DALLA NOSTRA INVIATA
Kfar Saba – Il microfono amplifica i singhiozzi che giungono alla folla come grida profonde. Arrivano in fondo al viale. Salgono fino ai balconi degli ultimi piani, palchetti privilegiati del dolore di una madre che si chiede: «Come si
fa l’elogio funebre di un figlio?». I pullman sono parcheggiati lungo tutto il perimetro del cimitero militare di Kfar Saba, trenta minuti a nord-est di Tel Aviv. La città non ha mai visto così tanta gente e bandiere israeliane invadere le strade, che non conoscono questo traffico. Migliaia di persone
da tutto il Paese sono venute a dire addio a Tamir Nimrodi, il soldato che a 18 anni è stato rapito il 7 ottobre 2023 da Hamas e il cui corpo ha appena
fatto ritorno habaita, a casa.
In piedi, tra una distesa di tombe di caduti di guerra, si prova a dare un senso a ciò che rimane. A chiudere cerchi diventati spirali, in un funerale che si trasforma in un rito catartico collettivo. Adagiato nella terra — «da polvere sei stato creato e in polvere ritornerai» — , c’è quello che resta
del corpo di Tamir che per 741 giorni è stato nascosto in qualche tunnel a trenta metri sotto Gaza.
Sulle teste kippah nere. Kippah colorate e fatte a mano. Sulle spalle, i fucili che pendono come borse. «Quante volte ho pensato al momento in cui ti avrei rivisto, figlio mio. Immaginavo cosa ti avrei detto, come ci saremmo abbracciati», dice la madre Herut. Ad ascoltare l’addio a Tamir ci sono gli
amici del liceo e quelli dell’unità, ma anche tanti coetanei sconosciuti, i figli della generazione 7 ottobre, venuti qui a vedere quello che sarebbe potuto succedere a loro. Hanno i visi rigati dalle lacrime che cadono silenziose. Fuori, fumano nervosi le sigarette elettroniche: «Non so se ci riprenderemo», dicono mentre rimbomba la voce di Herut. «Sei qui. Sei tornato. Oggi sono più vicino a te. Ma non c’è abbraccio, non c’è conforto. Come si riassumono 18 anni insieme e due di nostalgia?».

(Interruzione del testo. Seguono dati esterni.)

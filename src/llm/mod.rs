pub mod chat;
use serde::{ Deserialize, Serialize };
use std::str::FromStr;
use std::fmt;
use std::time::Duration;

/// Providers reachable through an OpenAI-compatible chat-completions endpoint.
#[derive(Debug, Clone, Copy, PartialEq, Eq, Deserialize, Serialize)]
#[serde(rename_all = "lowercase")]
pub enum LlmType {
    OpenAI,
    Ollama,
    DeepSeek,
    Groq,
    XAI,
}

impl LlmType {
    pub fn default_base_url(&self) -> &'static str {
        match self {
            LlmType::OpenAI => "https://api.openai.com/v1",
            LlmType::Ollama => "http://localhost:11434/v1",
            LlmType::DeepSeek => "https://api.deepseek.com/v1",
            LlmType::Groq => "https://api.groq.com/openai/v1",
            LlmType::XAI => "https://api.x.ai/v1",
        }
    }

    pub fn requires_api_key(&self) -> bool {
        !matches!(self, LlmType::Ollama)
    }
}

#[derive(Debug, PartialEq, Eq)]
pub struct ParseLlmTypeError {
    message: String,
}

impl fmt::Display for ParseLlmTypeError {
    fn fmt(&self, f: &mut fmt::Formatter<'_>) -> fmt::Result {
        write!(f, "{}", self.message)
    }
}

impl std::error::Error for ParseLlmTypeError {}
impl FromStr for LlmType {
    type Err = ParseLlmTypeError;

    fn from_str(s: &str) -> Result<Self, Self::Err> {
        match s.to_lowercase().as_str() {
            "openai" => Ok(LlmType::OpenAI),
            "ollama" => Ok(LlmType::Ollama),
            "deepseek" => Ok(LlmType::DeepSeek),
            "groq" => Ok(LlmType::Groq),
            "xai" => Ok(LlmType::XAI),
            _ =>
                Err(ParseLlmTypeError {
                    message: format!("Invalid LLM type: '{}'", s),
                }),
        }
    }
}

#[derive(Debug, Clone)]
pub struct LlmConfig {
    pub llm_type: LlmType,
    pub api_key: Option<String>,
    pub completion_model: String,
    pub base_url: Option<String>,
    pub max_completion_tokens: u32,
    pub reasoning_effort: Option<String>,
    /// Wall-clock limit for one completion request, response body included.
    pub timeout: Duration,
}

impl Default for LlmConfig {
    fn default() -> Self {
        Self {
            llm_type: LlmType::OpenAI,
            api_key: None,
            completion_model: "o4-mini".to_string(),
            base_url: None,
            max_completion_tokens: 5000,
            reasoning_effort: Some("high".to_string()),
            timeout: Duration::from_secs(300),
        }
    }
}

Tamir, da solo nove mesi soldato, è stato rapito dalla base vicino al valico di Erez e la sua morte è stata confermata solo due giorni fa. Il corpo è stato restituito martedì insieme a quelli di Eitan Levy e Uriel Baruch. Hamas ha
consegnato anche una quarta salma, che si è scoperto non appartenere a nessuno degli ostaggi. Dal forum delle famiglie dicono che è stato «ucciso
dai bombardamenti dell’esercito israeliano, mentre era prigioniero». Il portavoce militare non conferma. «Se non riportano a casa tutti, la guerra
non è finita», commenta con rabbia una ragazza in divisa e basco rosso. Invece Alon Nimrodi, padre di Tamir, quando prende la parola spiega che
«in un certo senso, mi sento sollevato, perché ora abbiamo la certezza. Nostro figlio è tornato da noi, anche se in questa bara». Per loro il viaggio si è concluso «in modo terribile, ma non smetteremo di lottare per il rilascio degli altri 19 ostaggi». Non trattiene le lacrime quando ripensa alla vita
di prima. Quando «Tamir e la sorella ridevano in camera e io urlavo di abbassare la voce. Ora vorrei solo sentirlo ridere. Ridi più forte che puoi, ridi
ancora».
Il ragazzo non sognava di fare carriera nell’esercito. «Non era un combattente, soffriva anche d’ansia», racconta la famiglia. Aveva appena finito il liceo e come la maggioranza dei giovani israeliani prestava servizio militare, che per gli uomini dura due anni e otto mesi e per le donne due anni. «Era dolce. In caserma, sopra il letto, aveva un biglietto che diceva: “Aiuta quante più persone possibile, e non fare del male a nessuno”».
Parte l’inno nazionale, l’Hatikvah. Chi è in uniforme porta la mano destra alla fronte. Si sparano in aria quattro colpi di fucile, è un saluto militare. Una donna vicino a noi si copre le orecchie: «Il mio cuore non regge più questi rumori». Le lapidi tutt’intorno hanno scritte in ebraico, fotografie, sciarpe di squadre di calcio e sassi. Sassi grigi e sassi colorati. «I fiori appassiscono mentre i sassi sono per sempre», spiega un ragazzo che ne sta appoggiando uno sulla tomba di un amico soldato, ucciso il 7 ottobre.